Overcome the knowledge gap and start planning

The widening gap between millennials’ confidence and their actual financial knowledge may also create a false optimism that can impede progress.

In 2017, a study funded by the National Endowment for Financial Education found that there was a substantial gap between what millennials thought they knew about their finances and what they actually knew. While 69 percent of respondents gave themselves a high self-assessment of knowledge, just 24 percent exhibited basic financial literacy.

More specifically, Money Under 30’s survey found that 10 percent of millennials don’t know if they’re contributing to a retirement plan or not. Thirty-six percent don’t know their credit score, which is more than double the rate of the general population.

But many millennials are already working to close the gap, according to Allianz. In their survey, 47 percent of millennials, more than any other generation, said they want to get financial planning help this year.

“They have the strongest interest in financial advisors and working with someone,” Kelash says. “I think that’s a really, really positive thing.”

Not only can a financial advisor help you learn about best practices and money management, he or she can work with you to develop an actionable plan to reach your goals over the next year, five years and beyond.

Other things to keep in mind

As they work toward financial goals in 2019, “The biggest threat to millennials will be the social media version of keeping up with the Joneses that they’re still subject to,” Kelash says.

Allianz’s survey showed that 31 percent of millennials still say they’re spending too much. Budgeting better was among millennials’ highest financial priorities this year in Bankrate’s survey. A few dollars here and there this year may not seem like much, but repeated often over the years these sums can inhibit your long-term spending goals.

Beyond budgeting, young adults said their top financial priorities are continuing to pay off debt (28.2 percent) getting a higher-paying job (12.9 percent) and saving money for emergencies (11.8 percent).

Setting smaller, more achievable milestones can help you reach these larger goals without becoming overwhelmed.

“There’s a danger in making a long-term goal so large and so overwhelming that you get frustrated,” Kelash says.

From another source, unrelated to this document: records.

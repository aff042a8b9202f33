// ABOUTME: Test submission orchestrator for the ASRS, GAD-7 and PHQ-9 questionnaires
// ABOUTME: Validates answers, scores, requests a narrative analysis, and persists the result
//
// SPDX-License-Identifier: MIT OR Apache-2.0
// Copyright (c) 2026 Echo Platform

//! Psychological test submission orchestration
//!
//! A submission is validated and scored before anything else happens; the
//! narrative analysis is requested from the generation service afterwards
//! and deliberately non-fatal — if generation fails, the submission still
//! succeeds with the bare interpretation label as its analysis.

use serde_json::{json, Value};
use std::sync::Arc;
use tracing::{error, info};

use crate::database::{Database, TestRecord};
use crate::llm::{prompts, CallContext, GenerationClient};
use echo_core::models::TestType;
use echo_core::scoring::{self, TestScore};
use echo_core::{AppError, AppResult};

/// Telemetry endpoint name for analysis generation calls
const ANALYSIS_ENDPOINT: &str = "test_analysis";

/// History read limits, mirroring the conversation history clamp
const HISTORY_LIMIT_MAX: i64 = 100;
const HISTORY_LIMIT_FALLBACK: i64 = 10;

/// Validated answer vectors for one submission
#[derive(Debug, Clone)]
pub enum TestAnswers {
    /// ASRS v1.1: six part-A and twelve part-B answers, each 0-4
    Asrs {
        /// Part A screener answers
        part_a: Vec<i64>,
        /// Part B follow-up answers
        part_b: Vec<i64>,
    },
    /// GAD-7: seven answers, each 0-3
    Gad7 {
        /// Questionnaire answers
        answers: Vec<i64>,
    },
    /// PHQ-9: nine answers, each 0-3
    Phq9 {
        /// Questionnaire answers
        answers: Vec<i64>,
    },
}

impl TestAnswers {
    /// Test type these answers belong to
    #[must_use]
    pub const fn test_type(&self) -> TestType {
        match self {
            Self::Asrs { .. } => TestType::Asrs,
            Self::Gad7 { .. } => TestType::Gad7,
            Self::Phq9 { .. } => TestType::Phq9,
        }
    }

    /// JSON shape persisted alongside the submission
    #[must_use]
    pub fn to_json(&self) -> Value {
        match self {
            Self::Asrs { part_a, part_b } => json!({"part_a": part_a, "part_b": part_b}),
            Self::Gad7 { answers } | Self::Phq9 { answers } => json!({"answers": answers}),
        }
    }
}

/// Test submission orchestrator
pub struct TestService {
    database: Database,
    generation: Arc<GenerationClient>,
}

impl TestService {
    /// Create a new test service
    #[must_use]
    pub fn new(database: Database, generation: Arc<GenerationClient>) -> Self {
        Self {
            database,
            generation,
        }
    }

    /// Handle one test submission
    ///
    /// # Errors
    ///
    /// Returns `InvalidInput` for wrong-length or out-of-range answers, or a
    /// database error. Generation failures never fail the submission.
    pub async fn submit(&self, user_id: &str, answers: &TestAnswers) -> AppResult<TestRecord> {
        Self::validate(answers)?;

        let score = Self::score(answers);
        let prompt = Self::analysis_prompt(answers, score);

        let ctx = CallContext::for_user(user_id, ANALYSIS_ENDPOINT);
        let analysis = match self
            .generation
            .generate(&prompt, prompts::SYSTEM_PROMPT_ANALYSIS, &ctx)
            .await
        {
            Ok(text) => text,
            Err(generation_error) => {
                error!("Failed to generate test analysis: {generation_error}");
                format!(
                    "Could not generate a detailed analysis. Basic interpretation: {}",
                    score.interpretation
                )
            }
        };

        let record = self
            .database
            .psychological_tests()
            .insert(
                user_id,
                answers.test_type(),
                &answers.to_json(),
                score.value,
                score.interpretation,
                &analysis,
            )
            .await?;
        info!(
            "Saved {} submission for user {user_id} (score {:.1})",
            answers.test_type(),
            score.value
        );

        Ok(record)
    }

    /// Paginated submission history, optionally filtered by type
    ///
    /// # Errors
    ///
    /// Returns a database error if the read fails.
    pub async fn history(
        &self,
        user_id: &str,
        test_type: Option<TestType>,
        limit: i64,
        offset: i64,
    ) -> AppResult<(Vec<TestRecord>, i64)> {
        let limit = if limit > HISTORY_LIMIT_MAX {
            HISTORY_LIMIT_MAX
        } else if limit < 1 {
            HISTORY_LIMIT_FALLBACK
        } else {
            limit
        };
        let offset = offset.max(0);

        self.database
            .psychological_tests()
            .history(user_id, test_type, limit, offset)
            .await
    }

    /// One submission owned by the user
    ///
    /// # Errors
    ///
    /// Returns `ResourceNotFound` when the submission is absent or owned by
    /// another user, or a database error.
    pub async fn get(&self, user_id: &str, test_id: &str) -> AppResult<TestRecord> {
        self.database
            .psychological_tests()
            .get(test_id, user_id)
            .await?
            .ok_or_else(|| AppError::not_found("Test submission"))
    }

    /// Reject wrong-length and out-of-range answers before any side effect
    fn validate(answers: &TestAnswers) -> AppResult<()> {
        let test_type = answers.test_type();
        let (expected_a, expected_b) = scoring::expected_lengths(test_type);
        let max_value = test_type.max_answer_value();

        let check_part = |label: &str, values: &[i64], expected_len: usize| -> AppResult<()> {
            if values.len() != expected_len {
                return Err(AppError::invalid_input(format!(
                    "{label} must contain exactly {expected_len} answers"
                )));
            }
            if values.iter().any(|&v| v < 0 || v > max_value) {
                return Err(AppError::invalid_input(format!(
                    "Answers must be in range 0-{max_value}"
                )));
            }
            Ok(())
        };

        match answers {
            TestAnswers::Asrs { part_a, part_b } => {
                check_part("Part A", part_a, expected_a)?;
                check_part("Part B", part_b, expected_b)?;
            }
            TestAnswers::Gad7 { answers } | TestAnswers::Phq9 { answers } => {
                check_part("Answers", answers, expected_a)?;
            }
        }

        Ok(())
    }

    /// Score validated answers
    fn score(answers: &TestAnswers) -> TestScore {
        match answers {
            TestAnswers::Asrs { part_a, part_b } => scoring::score_asrs(part_a, part_b),
            TestAnswers::Gad7 { answers } => scoring::score_gad7(answers),
            TestAnswers::Phq9 { answers } => scoring::score_phq9(answers),
        }
    }

    /// Build the analysis prompt for validated, scored answers
    fn analysis_prompt(answers: &TestAnswers, score: TestScore) -> String {
        match answers {
            TestAnswers::Asrs { part_a, part_b } => prompts::asrs_analysis_prompt(
                part_a,
                part_b,
                score.value,
                score.interpretation,
            ),
            TestAnswers::Gad7 { answers } => {
                prompts::gad7_analysis_prompt(answers, score.value, score.interpretation)
            }
            TestAnswers::Phq9 { answers } => {
                prompts::phq9_analysis_prompt(answers, score.value, score.interpretation)
            }
        }
    }
}

#[cfg(test)]
mod tests {
    use super::*;

    #[test]
    fn test_validate_accepts_valid_vectors() {
        let cases = [
            TestAnswers::Asrs {
                part_a: vec![0, 1, 2, 3, 4, 0],
                part_b: vec![0; 12],
            },
            TestAnswers::Gad7 {
                answers: vec![1, 2, 1, 3, 0, 2, 1],
            },
            TestAnswers::Phq9 {
                answers: vec![2, 1, 3, 2, 1, 0, 2, 1, 0],
            },
        ];
        for answers in cases {
            assert!(TestService::validate(&answers).is_ok());
        }
    }

    #[test]
    fn test_validate_rejects_out_of_range() {
        // 4 exceeds the GAD-7 maximum of 3.
        let gad7 = TestAnswers::Gad7 {
            answers: vec![1, 2, 1, 4, 0, 2, 1],
        };
        assert!(TestService::validate(&gad7).is_err());

        let asrs = TestAnswers::Asrs {
            part_a: vec![0, 1, 2, 3, 4, 5],
            part_b: vec![0; 12],
        };
        assert!(TestService::validate(&asrs).is_err());

        let negative = TestAnswers::Phq9 {
            answers: vec![-1, 1, 3, 2, 1, 0, 2, 1, 0],
        };
        assert!(TestService::validate(&negative).is_err());
    }

    #[test]
    fn test_validate_rejects_wrong_lengths() {
        let short_gad7 = TestAnswers::Gad7 {
            answers: vec![1, 2, 1],
        };
        assert!(TestService::validate(&short_gad7).is_err());

        let short_part_b = TestAnswers::Asrs {
            part_a: vec![0; 6],
            part_b: vec![0; 11],
        };
        assert!(TestService::validate(&short_part_b).is_err());
    }

    #[test]
    fn test_answers_json_shapes() {
        let asrs = TestAnswers::Asrs {
            part_a: vec![1; 6],
            part_b: vec![0; 12],
        };
        assert!(asrs.to_json().get("part_a").is_some());

        let gad7 = TestAnswers::Gad7 {
            answers: vec![0; 7],
        };
        assert!(gad7.to_json().get("answers").is_some());
    }
}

Start tracking your spending before restricting your budget. Focus on paying off one debt at a time, starting with those accruing interest at the highest rates. Set a $1,000 savings goal before you work towards building your full emergency fund of three to six months’ living expenses.

Optimism is a great motivator, but it needs to be paired with a healthy knowledge base and plan of action for millennials to achieve the goals they’ve set in place this year.